Inter-arrival times of 35-170µsec are never observed

Of course, without a DAG card (which would do hardware time stamping of the packets), I can't rely on a precision in dimensions below msec. Nevertheless I'm searching for a reason, why this gaps exists in the following cumulative distribution function:CDF for flow inter-arrival times

I've also plotted the number of flows seen with a specific IAT: alt text

My data basis contains >13 Mio flows, so it's very unlikely that this gap exists by accident - I'm only searching for the reason.

Has it sth. to do with scheduling? I know the linux kernel scheduler (was a debian machine) uses a frequency of 250Hz, thus each tick is 4ms, which is bigger than my gap of 35-170µsec by factor >200. Is there any kind of scheduling done by the network card? There are many IATs of 0µsec seen, so I assume these packets are processed directly after each other. I can imagine that the kind of scheduler tick I'm searching for is about 40µsec, resulting in IATs of 0<x<40µsec and afterwards other things than my capturing is done (for 120µsec = 3ticks) and I get only ticks >120µsec.

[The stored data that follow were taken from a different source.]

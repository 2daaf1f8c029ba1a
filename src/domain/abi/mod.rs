//! ABI domain models and contracts
//!
//! This module defines the traits and types for ABI decoding,
//! independent of the underlying implementation (alloy-dyn-abi).

mod decoder;
mod registry;

pub use decoder::{
    AbiDecoder, DecodeError, DecodedArguments, DecodedCall, DecodedLog, DecodedTopic, LogEntry,
    has_log_data,
};
pub use registry::{AbiRegistry, EventSignature, MethodSignature, ParamSpec};
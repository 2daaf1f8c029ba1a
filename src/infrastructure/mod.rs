//! Infrastructure layer - External service integrations
//!
//! This layer contains:
//! - Alloy-based Ethereum provider implementations
//! - ABI loading and decoding using alloy-json-abi / alloy-dyn-abi

pub mod abi;
pub mod ethereum;

pub use abi::{AbiLoader, AlloyAbiDecoder};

Do you have a clue, how I could explain this gap? Thanks a lot! Steffen

A: 

Not sure really, but I could imagine the card doing some kind of book-keeping itself with a certain tick rate. Also, how does the range 35-170 µs relate to a packet length?

Amigable Clark Kant
A colleague of mine just had a theory that it could be sth. like 120µsec filling buffer and 40µsec reading the buffer.. I can't see ar realation between packet size and IAT: 1-3µsec also happen for 1500bytes packets and >200µsec also observed for tiny packets.
StephenKing
Interesting, does he have any data on that or is he just making things up like I do? :-)
Amigable Clark Kant
No, I also only showed him the graphics. Of course, it would be good to have a proven reason for this behavior, but it would also be sufficient to have some reasonable assumptions, what *could* cause this behavior.
StephenKing
+1  A: 

This is just a hypothesis (aka WAG), but perhaps 170us is the minimum time between consecutive interrupts from the NIC (either due to the NIC hardware, the DMA controller, the interrupt controller, the CPU or some combination of all these).

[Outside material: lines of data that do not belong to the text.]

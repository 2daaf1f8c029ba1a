//! Human-readable rendering of decoded ABI values

use alloy_dyn_abi::DynSolValue;

/// Format a DynSolValue for display
///
/// Integers are decimal, addresses EIP-55 checksummed, byte strings `0x` hex.
pub fn format_value(value: &DynSolValue) -> String {
    match value {
        DynSolValue::Bool(b) => b.to_string(),
        DynSolValue::Int(i, _) => i.to_string(),
        DynSolValue::Uint(u, _) => u.to_string(),
        DynSolValue::FixedBytes(word, size) => {
            let bytes = &word.as_slice()[..(*size).min(32)];
            format!("0x{}", hex::encode(bytes))
        }
        DynSolValue::Address(addr) => addr.to_checksum(None),
        DynSolValue::Function(func) => format!("0x{}", hex::encode(func.as_slice())),
        DynSolValue::Bytes(bytes) => format!("0x{}", hex::encode(bytes)),
        DynSolValue::String(s) => format!("{:?}", s),
        DynSolValue::Array(arr) | DynSolValue::FixedArray(arr) => {
            let items: Vec<String> = arr.iter().map(format_value).collect();
            format!("[{}]", items.join(", "))
        }
        DynSolValue::Tuple(fields) => {
            let items: Vec<String> = fields.iter().map(format_value).collect();
            format!("({})", items.join(", "))
        }
        #[allow(unreachable_patterns)]
        other => format!("{:?}", other),
    }
}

The packets with inter-arrival times of <35us would correspond to multiple packets received in the one interrupt (with different processing times, depending on size and protocol). 35us itself would correspond to the maximum number of packets that can be received in one interrupt (due to the size of the NIC buffers), with the worst-case processing times.

caf
Thanks, I've searched for PCI interrupt frequency, one thing I found was about an Intel PRO/1000 XT: "The large intercept of ~168 µs suggests that the driver enables interrupt coalescence, which was confirmed by the throughput tests that showed one interrupt for approximately every 33 (~ 400 µs) packets sent and one interrupt for every 10 packets received (~ 120 µs)." http://datatag.web.cern.ch/datatag/pfldnet2003/papers/hughes-jones.pdf.
StephenKing
.. and I also used an Intel PRO/1000 whatever card - so some interrupt handling sounds like a good pretext to explain this behavior.